Page:Barrès - La Colline inspirée, 1913.djvu/317

Le texte de cette page a été corrigé et est conforme au fac-similé.

— Oh ! répondit le vieillard, je vous vois venir… (Il disait cela sans amertume et même d’un air souriant.) On vous a endoctriné contre nous. Nous sommes des damnés.

— Parfaitement, Monsieur Baillard.

De sa belle voix, noble et tranquille, Léopold commença de se justifier. Mais le jeune abbé visiblement suivait une consigne :

— Monsieur, il y a assez de temps que vous venez ici pour détourner mes parents de la vraie foi…

— Je comprends ce que vous voulez, dit alors Léopold.

Et sans rien ajouter, il quitta la maison.
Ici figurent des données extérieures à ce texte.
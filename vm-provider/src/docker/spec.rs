//! Container launch specification for a guest VM.

use std::collections::{BTreeMap, BTreeSet};

use vm_config::GuestSettings;
use vm_ports::{PortBinding, PortBindingSet};

use crate::workspace::WorkspaceDescriptor;

/// Guest SSH.
pub const GUEST_SSH_PORT: u16 = 22;
/// Second guest control port, forwarded one-to-one.
pub const GUEST_CONTROL_PORT: u16 = 2222;
/// Web viewer for the guest display.
pub const GUEST_UI_PORT: u16 = 8006;
/// Agent toolbox API inside the guest.
pub const GUEST_TOOLBOX_PORT: u16 = 2280;

pub const LABEL_TARGET_ID: &str = "vm.target.id";
pub const LABEL_WORKSPACE_ID: &str = "vm.workspace.id";
pub const LABEL_REPOSITORY_URL: &str = "vm.workspace.repository.url";
pub const LABEL_TOOLBOX_HOST_PORT: &str = "vm.toolbox.api.hostPort";

const ENTRYPOINT: [&str; 3] = ["/usr/bin/tini", "-s", "/run/entry.sh"];
const DEVICES: [&str; 2] = ["/dev/kvm", "/dev/net/tun"];
const CAPABILITIES: [&str; 2] = ["NET_ADMIN", "SYS_ADMIN"];
const EXTRA_HOSTS: [&str; 1] = ["host.docker.internal:host-gateway"];

#[derive(Debug, Clone, PartialEq, Eq)]
pub struct ContainerSpec {
    pub image: String,
    pub hostname: String,
    pub user: String,
    pub labels: BTreeMap<String, String>,
    pub env: Vec<String>,
    pub exposed_ports: BTreeSet<u16>,
    pub port_bindings: Vec<PortBinding>,
    pub entrypoint: Vec<String>,
    pub devices: Vec<String>,
    pub cap_add: Vec<String>,
    pub extra_hosts: Vec<String>,
    pub privileged: bool,
    pub stop_timeout_secs: u32,
}

/// Network arguments for the VM: user-mode NIC with guest ports forwarded.
pub fn guest_network_arguments(with_toolbox: bool) -> String {
    let mut forwards = vec![
        format!("hostfwd=tcp::{0}-:{0}", GUEST_SSH_PORT),
        format!("hostfwd=tcp::{0}-:{0}", GUEST_CONTROL_PORT),
    ];
    if with_toolbox {
        forwards.push(format!("hostfwd=tcp::{0}-:{0}", GUEST_TOOLBOX_PORT));
    }
    format!(
        "-device e1000,netdev=net0 -netdev user,id=net0,{}",
        forwards.join(",")
    )
}

/// Derive the launch spec. Same inputs, same output: environment entries
/// are emitted sorted by key.
pub fn build_container_spec(
    workspace: &WorkspaceDescriptor,
    bindings: &PortBindingSet,
    toolbox_host_port: Option<u16>,
    guest: &GuestSettings,
    stop_timeout_secs: u32,
) -> ContainerSpec {
    let mut env = vec![format!(
        "ARGUMENTS={}",
        guest_network_arguments(toolbox_host_port.is_some())
    )];
    let mut vars: Vec<(&String, &String)> = workspace.env_vars.iter().collect();
    vars.sort();
    env.extend(vars.into_iter().map(|(k, v)| format!("{}={}", k, v)));

    let mut labels = BTreeMap::new();
    labels.insert(LABEL_TARGET_ID.to_string(), workspace.target_id.clone());
    labels.insert(LABEL_WORKSPACE_ID.to_string(), workspace.id.clone());
    labels.insert(
        LABEL_REPOSITORY_URL.to_string(),
        workspace.repository.url.clone(),
    );

    let mut exposed_ports: BTreeSet<u16> = [GUEST_SSH_PORT, GUEST_CONTROL_PORT].into();
    if let Some(port) = toolbox_host_port {
        labels.insert(LABEL_TOOLBOX_HOST_PORT.to_string(), port.to_string());
        exposed_ports.insert(GUEST_TOOLBOX_PORT);
    }

    ContainerSpec {
        image: guest.image.clone(),
        hostname: workspace.id.clone(),
        user: "root".to_string(),
        labels,
        env,
        exposed_ports,
        port_bindings: bindings.iter().collect(),
        entrypoint: ENTRYPOINT.iter().map(|s| s.to_string()).collect(),
        devices: DEVICES.iter().map(|s| s.to_string()).collect(),
        cap_add: CAPABILITIES.iter().map(|s| s.to_string()).collect(),
        extra_hosts: EXTRA_HOSTS.iter().map(|s| s.to_string()).collect(),
        privileged: true,
        stop_timeout_secs,
    }
}
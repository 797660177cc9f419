// Command handlers: one per plugin operation

use std::io::Read;
use std::path::Path;

use serde::de::DeserializeOwned;
use serde_json::{json, Value};
use tokio_util::sync::CancellationToken;
use tracing::debug;
use vm_config::InitializeProviderRequest;
use vm_core::error::{Result, VmError};
use vm_provider::{GuestVmProvider, Provider, TargetRequest, WorkspaceRequest};

use crate::cli::{Args, Command};
use crate::state::ProviderState;

/// Parse a request body from `path`, or from stdin when no path is given.
pub fn read_request<T: DeserializeOwned>(path: Option<&Path>) -> Result<T> {
    let raw = match path {
        Some(path) => std::fs::read_to_string(path)?,
        None => {
            let mut buf = String::new();
            std::io::stdin().read_to_string(&mut buf)?;
            buf
        }
    };
    parse_request(&raw)
}

pub fn parse_request<T: DeserializeOwned>(raw: &str) -> Result<T> {
    serde_json::from_str(raw).map_err(|e| VmError::Serialization(format!("invalid request: {}", e)))
}

fn ack() -> Value {
    json!({})
}

/// Workspace id for error headlines, when the request names one.
pub fn workspace_id_of(raw: &Value) -> Option<String> {
    raw.pointer("/workspace/id")
        .and_then(Value::as_str)
        .map(str::to_string)
}

/// Run one operation and return the JSON to print.
#[must_use = "command execution results should be handled"]
pub async fn execute_command(args: &Args, request: Option<Value>, cancel: &CancellationToken) -> Result<Value> {
    let state = ProviderState::new(args.state_dir.as_deref());
    let body = || -> Result<Value> {
        request
            .clone()
            .ok_or_else(|| VmError::Internal("request body missing".into()))
    };
    let workspace = || -> Result<WorkspaceRequest> { Ok(serde_json::from_value(body()?)?) };
    let target = || -> Result<TargetRequest> { Ok(serde_json::from_value(body()?)?) };

    debug!("Handling {:?}", args.command);
    match args.command {
        Command::Initialize => {
            let request: InitializeProviderRequest = serde_json::from_value(body()?)?;
            let mut provider = GuestVmProvider::default();
            provider.initialize(request).await?;
            state.save(provider.config()?)?;
            Ok(ack())
        }
        Command::GetInfo => Ok(serde_json::to_value(GuestVmProvider::default().info())?),
        Command::GetPresetTargetConfigs => Ok(serde_json::to_value(
            GuestVmProvider::default().preset_target_configs(),
        )?),
        Command::CheckRequirements => Ok(serde_json::to_value(
            GuestVmProvider::default().check_requirements().await?,
        )?),
        command => {
            let provider = GuestVmProvider::from_config(state.load()?);
            match command {
                Command::CreateTarget => provider.create_target(&target()?).await.map(|_| ack()),
                Command::StartTarget => provider.start_target(&target()?).await.map(|_| ack()),
                Command::StopTarget => provider.stop_target(&target()?).await.map(|_| ack()),
                Command::DestroyTarget => provider.destroy_target(&target()?).await.map(|_| ack()),
                Command::CreateWorkspace => provider
                    .create_workspace(&workspace()?, cancel)
                    .await
                    .map(|_| ack()),
                Command::StartWorkspace => provider
                    .start_workspace(&workspace()?, cancel)
                    .await
                    .map(|_| ack()),
                Command::StopWorkspace => provider
                    .stop_workspace(&workspace()?, cancel)
                    .await
                    .map(|_| ack()),
                Command::DestroyWorkspace => provider
                    .destroy_workspace(&workspace()?, cancel)
                    .await
                    .map(|_| ack()),
                Command::GetTargetMetadata => {
                    let metadata = provider.target_metadata(&target()?).await?;
                    Ok(serde_json::from_str(&metadata)?)
                }
                Command::GetWorkspaceMetadata => {
                    let metadata = provider.workspace_metadata(&workspace()?, cancel).await?;
                    Ok(serde_json::from_str(&metadata)?)
                }
                Command::Initialize
                | Command::GetInfo
                | Command::GetPresetTargetConfigs
                | Command::CheckRequirements => Err(VmError::Internal(format!(
                    "{:?} does not use a stored configuration",
                    command
                ))),
            }
        }
    }
}
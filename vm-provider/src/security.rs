//! Shell safety helpers for commands sent into the guest.

use once_cell::sync::Lazy;
use regex::Regex;
use vm_core::error::{Result, VmError};

static ENV_NAME: Lazy<Regex> = Lazy::new(|| {
    Regex::new(r"^[A-Za-z_][A-Za-z0-9_]*$")
        .expect("Env name regex should compile - this is a static pattern")
});

/// Reject names that are not valid shell variable identifiers.
pub fn validate_env_name(name: &str) -> Result<()> {
    if ENV_NAME.is_match(name) {
        Ok(())
    } else {
        Err(VmError::Config(format!(
            "invalid environment variable name {:?}: use letters, digits and underscores, not starting with a digit",
            name
        )))
    }
}

/// Single-quote a value for POSIX shells.
pub fn shell_quote(value: &str) -> String {
    format!("'{}'", value.replace('\'', r"'\''"))
}
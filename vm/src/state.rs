//! The configuration `initialize` stores for later invocations.

use std::path::{Path, PathBuf};

use tracing::debug;
use vm_config::{paths, ProviderConfig};
use vm_core::error::Result;

pub struct ProviderState {
    state_dir: PathBuf,
}

impl ProviderState {
    pub fn new(state_dir: Option<&Path>) -> Self {
        Self {
            state_dir: state_dir.map(Path::to_path_buf).unwrap_or_else(paths::state_dir),
        }
    }

    pub fn config_path(&self) -> PathBuf {
        paths::state_file(&self.state_dir)
    }

    pub fn load(&self) -> Result<ProviderConfig> {
        let path = self.config_path();
        debug!("Loading provider config from {}", path.display());
        ProviderConfig::load_from_path(&path)
    }

    pub fn save(&self, config: &ProviderConfig) -> Result<()> {
        config.save_to_path(&self.config_path())
    }
}
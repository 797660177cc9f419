use crate::msg;

/// An operation failure plus the hints shown to the operator.
pub struct ErrorContext {
    pub operation: &'static str,
    pub workspace: Option<String>,
    pub suggestions: Vec<String>,
}

impl ErrorContext {
    /// "Failed to <op> '<workspace>'", or "<op> failed" without a workspace.
    pub fn display_headline(&self) -> String {
        match &self.workspace {
            Some(name) => msg!(
                "Failed to {operation} '{name}'",
                operation = self.operation,
                name = name.as_str()
            ),
            None => msg!("{operation} failed", operation = self.operation),
        }
    }

    /// The "Try:" block, empty when there is nothing to suggest.
    pub fn display_hints(&self) -> String {
        let mut result = String::new();
        if !self.suggestions.is_empty() {
            result.push_str("\n\nTry:");
            for suggestion in &self.suggestions {
                result.push_str(&format!("\n  • {}", suggestion));
            }
        }
        result
    }

    pub fn display(&self) -> String {
        self.display_headline() + &self.display_hints()
    }
}
//! Container-port to host-port map for one provisioning pass.

use std::collections::BTreeMap;

use serde::{Deserialize, Serialize};
use vm_core::error::{Result, VmError};

#[derive(Debug, Clone, Copy, PartialEq, Eq, Serialize, Deserialize)]
pub struct PortBinding {
    pub container_port: u16,
    pub host_port: u16,
}

impl PortBinding {
    /// Docker `-p` form, published on all interfaces.
    pub fn publish_arg(&self) -> String {
        format!("0.0.0.0:{}:{}/tcp", self.host_port, self.container_port)
    }
}

/// Built incrementally; a host port is never handed to two container ports.
#[derive(Debug, Clone, Default, PartialEq, Eq)]
pub struct PortBindingSet {
    bindings: BTreeMap<u16, u16>,
}

impl PortBindingSet {
    pub fn new() -> Self {
        Self::default()
    }

    pub fn bind(&mut self, container_port: u16, host_port: u16) -> Result<()> {
        if let Some(existing) = self.bindings.get(&container_port) {
            return Err(VmError::ResourceExhausted(format!(
                "container port {} is already bound to host port {}",
                container_port, existing
            )));
        }
        if let Some(owner) = self.container_port_for(host_port) {
            return Err(VmError::ResourceExhausted(format!(
                "host port {} is already bound to container port {}",
                host_port, owner
            )));
        }
        self.bindings.insert(container_port, host_port);
        Ok(())
    }

    pub fn host_port(&self, container_port: u16) -> Option<u16> {
        self.bindings.get(&container_port).copied()
    }

    pub fn uses_host_port(&self, host_port: u16) -> bool {
        self.container_port_for(host_port).is_some()
    }

    fn container_port_for(&self, host_port: u16) -> Option<u16> {
        self.bindings
            .iter()
            .find(|(_, host)| **host == host_port)
            .map(|(container, _)| *container)
    }

    /// Bindings ordered by container port.
    pub fn iter(&self) -> impl Iterator<Item = PortBinding> + '_ {
        self.bindings.iter().map(|(c, h)| PortBinding {
            container_port: *c,
            host_port: *h,
        })
    }

    pub fn len(&self) -> usize {
        self.bindings.len()
    }

    pub fn is_empty(&self) -> bool {
        self.bindings.is_empty()
    }
}
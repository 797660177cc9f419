//! Guest boot detection.
//!
//! Two bounded polls: container state until the runtime reports it running,
//! then session opens into the guest until one succeeds. The session from
//! the successful probe is handed back so the caller does not connect twice.

use tokio::time::Instant;
use tokio_util::sync::CancellationToken;
use tracing::{debug, info};
use vm_config::RetryPolicy;
use vm_core::error::{Result, VmError};

use crate::cancel::{sleep_or_cancel, until_cancelled};
use crate::docker::{ContainerHandle, ContainerRuntime};
use crate::session::{RemoteSession, SessionOpener, SessionTarget};

#[derive(Debug, Clone, Copy, PartialEq, Eq)]
pub enum BootState {
    ContainerStarting,
    ContainerRunning,
    GuestReady,
    Failed,
}

pub struct BootMonitor<'a> {
    runtime: &'a dyn ContainerRuntime,
    opener: &'a dyn SessionOpener,
    cancel: &'a CancellationToken,
    container_poll: RetryPolicy,
    guest_boot: RetryPolicy,
    state: BootState,
}

impl<'a> BootMonitor<'a> {
    pub fn new(
        runtime: &'a dyn ContainerRuntime,
        opener: &'a dyn SessionOpener,
        cancel: &'a CancellationToken,
        container_poll: RetryPolicy,
        guest_boot: RetryPolicy,
    ) -> Self {
        Self {
            runtime,
            opener,
            cancel,
            container_poll,
            guest_boot,
            state: BootState::ContainerStarting,
        }
    }

    pub fn state(&self) -> BootState {
        self.state
    }

    fn fail(&mut self, err: VmError) -> VmError {
        self.state = BootState::Failed;
        err
    }

    /// Poll `name` until it is running. Inspect errors abort immediately.
    pub async fn wait_until_running(&mut self, name: &str) -> Result<ContainerHandle> {
        let started = Instant::now();
        loop {
            let inspected = until_cancelled(self.cancel, self.runtime.inspect(name))
                .await
                .map_err(|e| e.in_stage("inspecting container"));
            match inspected {
                Ok(Some(handle)) if handle.running => {
                    debug!("Container {} is running", name);
                    self.state = BootState::ContainerRunning;
                    return Ok(handle);
                }
                Ok(Some(handle)) => {
                    debug!("Container {} is {}, waiting", name, handle.status);
                }
                Ok(None) => {
                    let err = VmError::runtime(
                        "waiting for container",
                        format!("container {} no longer exists", name),
                    );
                    return Err(self.fail(err));
                }
                Err(e) => return Err(self.fail(e)),
            }

            if !self.container_poll.allows(started.elapsed()) {
                let err = VmError::Timeout(format!(
                    "container {} was not running after {}",
                    name,
                    self.container_poll.describe()
                ));
                return Err(self.fail(err));
            }
            if let Err(e) = sleep_or_cancel(self.cancel, self.container_poll.interval).await {
                return Err(self.fail(e));
            }
        }
    }

    /// Keep opening sessions to the guest until one succeeds.
    ///
    /// Probe errors are retried; when the policy gives up the last one is
    /// reported as a connectivity error. Dependency and configuration errors
    /// are returned as they are on the first attempt.
    pub async fn wait_for_guest(&mut self, target: &SessionTarget) -> Result<Box<dyn RemoteSession>> {
        let started = Instant::now();
        let mut attempt: u32 = 0;
        loop {
            attempt += 1;
            let last_error = match until_cancelled(self.cancel, self.opener.open(target)).await {
                Ok(session) => {
                    info!("Guest reachable after {} attempt(s)", attempt);
                    self.state = BootState::GuestReady;
                    return Ok(session);
                }
                Err(VmError::Cancelled) => return Err(self.fail(VmError::Cancelled)),
                // No amount of waiting fixes a missing tool or bad settings.
                Err(e @ (VmError::Dependency(_) | VmError::Config(_))) => return Err(self.fail(e)),
                Err(e) => {
                    debug!("Guest not reachable yet (attempt {}): {}", attempt, e);
                    e
                }
            };

            if !self.guest_boot.allows(started.elapsed()) {
                let err = VmError::Connectivity(format!(
                    "guest did not accept a session within {} ({} attempts): {}",
                    self.guest_boot.describe(),
                    attempt,
                    last_error
                ));
                return Err(self.fail(err));
            }
            if let Err(e) = sleep_or_cancel(self.cancel, self.guest_boot.interval).await {
                return Err(self.fail(e));
            }
        }
    }
}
Au bas de la côte Mme Haye le vit revenir avec surprise.

— Comment, Monsieur le Supérieur, vous ne demeurez pas comme d’habitude pour le souper ? — Bonne mère, on m’a chassé.

— Chassé ! Et qui donc ?

— Votre petit-fils.

La vieille femme fut indignée.

— Comment ! Chasser Monsieur le Supérieur ! Un saint ! Un homme à la cheville duquel ce gamin n’ira jamais ! Il ne sait donc pas qu’on venait pour vous entendre de sept lieues à la ronde !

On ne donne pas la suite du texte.